Learning to Act on World Trade: Preference Formation of Large Firms in the United States and the European Union
Cornelia Woll
No 05/1, MPIfG Discussion Paper from Max Planck Institute for the Study of Societies
Abstract:
Lobbying by economic actors constitutes a central element of a large part of the literature on trade policy-making. However, it is mainly considered as 'input' into the political system, which then aggregates the demand of different societal interests. As such inputs, the preferences of economic actors are often simply deduced from economic theory. This paper raises doubts about the usefulness of this analytical parsimony and tries to distinguish more clearly between stable interests, preferences and strategic choices. In particular, it suggests a model that clarifies how abstract interests are translated into concrete policy choices. By examining the lobbying carried out by service providers in the United States (US) and the European Union (EU) in telecommunications and air transport, it then shows that the deduction of trade policy preferences from economic theory does not account well for the general support of multilateral trade liberalization by EU service providers.

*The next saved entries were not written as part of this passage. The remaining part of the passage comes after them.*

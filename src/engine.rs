//! ScaleShift that ties the patch, the orchestrator and the effects together

use crate::{hook, Result};
use scalevox_core::{AudioHost, EffectParams, ShiftConfig, ShiftOrchestrator, StereoSample};
use scalevox_patch::{install_patch, InjectionPoint, MemberRef, PatchHost};

/// Runtime for avatar-scale driven voice shifting.
///
/// One instance lives for the whole host session:
/// - [`install`](Self::install) patches the host's sample path once at load
/// - [`on_sample_rate`](Self::on_sample_rate) registers each input stream
/// - [`process`](Self::process) runs from the hook on every audio frame
/// - [`apply_config`](Self::apply_config) runs whenever the user edits settings
///
/// # Example
///
/// ```ignore
/// use scalevox::prelude::*;
///
/// let shifter = ScaleShift::builder(host).build()?;
/// shifter.install(&mut patch_host)?;
///
/// // audio thread
/// shifter.on_sample_rate(stream.clone(), 48000)?;
/// shifter.process(&stream, &mut frame);
/// ```
pub struct ScaleShift<H: AudioHost> {
    orchestrator: ShiftOrchestrator<H>,
    hook: MemberRef,
}

impl<H: AudioHost> ScaleShift<H> {
    pub fn builder(host: H) -> crate::ScaleShiftBuilder<H> {
        crate::ScaleShiftBuilder::new(host)
    }

    pub(crate) fn from_parts(orchestrator: ShiftOrchestrator<H>, hook: MemberRef) -> Self {
        Self { orchestrator, hook }
    }

    /// Patch the host's sample processing method to call the hook.
    ///
    /// If the expected code shape is not found the host is left unpatched
    /// and the error is returned; audio then flows through unshifted.
    pub fn install<P: PatchHost + ?Sized>(&self, patch_host: &mut P) -> Result<InjectionPoint> {
        let patch = hook::sample_processing_patch(self.hook.clone())?;
        Ok(install_patch(patch_host, hook::TARGET_METHOD, &patch)?)
    }

    /// Register `stream`, or rebuild its effect if its sample rate changed.
    pub fn on_sample_rate(&self, stream: H::Stream, sample_rate: u32) -> Result<EffectParams> {
        Ok(self.orchestrator.on_sample_rate(stream, sample_rate)?)
    }

    /// Shift `frame` in place if it is the local microphone.
    pub fn process(&self, stream: &H::Stream, frame: &mut [StereoSample]) -> bool {
        self.orchestrator.process(stream, frame)
    }

    /// Drop the effect of a stream that is gone.
    pub fn forget_stream(&self, stream: &H::Stream) -> bool {
        self.orchestrator.registry().remove(stream)
    }

    pub fn apply_config(&self, config: &ShiftConfig) -> Result<()> {
        Ok(self.orchestrator.apply_config(config)?)
    }

    pub fn config(&self) -> ShiftConfig {
        self.orchestrator.config()
    }

    pub fn set_enabled(&self, enabled: bool) {
        self.orchestrator.set_enabled(enabled);
    }

    pub fn hook(&self) -> &MemberRef {
        &self.hook
    }

    pub fn orchestrator(&self) -> &ShiftOrchestrator<H> {
        &self.orchestrator
    }

    pub fn host(&self) -> &H {
        self.orchestrator.host()
    }
}

impl<H: AudioHost> std::fmt::Debug for ScaleShift<H> {
    fn fmt(&self, f: &mut std::fmt::Formatter<'_>) -> std::fmt::Result {
        f.debug_struct("ScaleShift")
            .field("hook", &self.hook)
            .field("orchestrator", &self.orchestrator)
            .finish()
    }
}
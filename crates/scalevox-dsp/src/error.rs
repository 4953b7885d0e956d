//! Error types for scalevox-dsp.

use thiserror::Error;

/// Error type for effect construction.
#[derive(Error, Debug, Clone, PartialEq)]
pub enum Error {
    #[error("Window has {actual} coefficients, frame needs {expected}")]
    WindowLength { expected: usize, actual: usize },

    #[error(transparent)]
    Core(#[from] scalevox_core::Error),
}

/// Result type alias.
pub type Result<T> = core::result::Result<T, Error>;
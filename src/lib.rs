//! # ScaleVox - avatar-scale driven voice pitch shifting
//!
//! Shifts the local participant's microphone up or down in pitch according
//! to their avatar's scale: large avatars sound deeper, small ones higher.
//!
//! ## Architecture
//!
//! ScaleVox is an umbrella crate that coordinates:
//! - **scalevox-patch** - Load-time instruction patching (pattern match, branch resolve, splice)
//! - **scalevox-core** - Effect registry, live settings, per-frame shift orchestration
//! - **scalevox-dsp** - STFT phase-vocoder pitch shifter
//!
//! ## Quick Start
//!
//! ```ignore
//! use scalevox::prelude::*;
//!
//! let shifter = ScaleShift::builder(host)
//!     .config(ShiftConfig::default())
//!     .build()?;
//!
//! // Once, at load
//! shifter.install(&mut patch_host)?;
//!
//! // From the hook, per frame
//! shifter.on_sample_rate(stream.clone(), 48000)?;
//! shifter.process(&stream, &mut frame);
//! ```

/// Re-export of scalevox-core for direct access
pub use scalevox_core as core;

/// Re-export of scalevox-dsp for direct access
pub use scalevox_dsp as dsp;

/// Re-export of scalevox-patch for direct access
pub use scalevox_patch as patch;

pub use scalevox_core::{
    compute_shift_factor, AudioHost, EffectFactory, EffectParams, EffectRegistry, ShiftConfig,
    ShiftEffect, ShiftOrchestrator, StereoSample, StftSettings,
};
pub use scalevox_dsp::{PitchShiftVocoder, VocoderFactory, WindowKind};
pub use scalevox_patch::{
    install_patch, InjectionPatch, InjectionPoint, Instruction, Label, MemberRef, OpCode,
    Operand, PatchHost, Pattern,
};

mod error;
pub use error::{Error, Result};

pub mod hook;

mod builder;
mod engine;

pub use builder::{ScaleShiftBuilder, DEFAULT_HOOK};
pub use engine::ScaleShift;

/// Convenience prelude for common imports
pub mod prelude {
    pub use crate::{ScaleShift, ScaleShiftBuilder};

    pub use crate::core::{AudioHost, ShiftConfig, StereoSample};
    pub use crate::dsp::WindowKind;
    pub use crate::patch::{Instruction, MemberRef, OpCode, Operand, PatchHost};
}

In particular, changes in identity, causal beliefs and strategic environments in the US and the EU create a variety of lobbying choices that goes beyond the material incentives of trade liberalization. By studying the learning process and the constraints on lobbying imposed by political institutions, the paper suggests that even the political preferences of strong economic actors are sometimes more appropriately dealt with as endogenous to the trade policy process.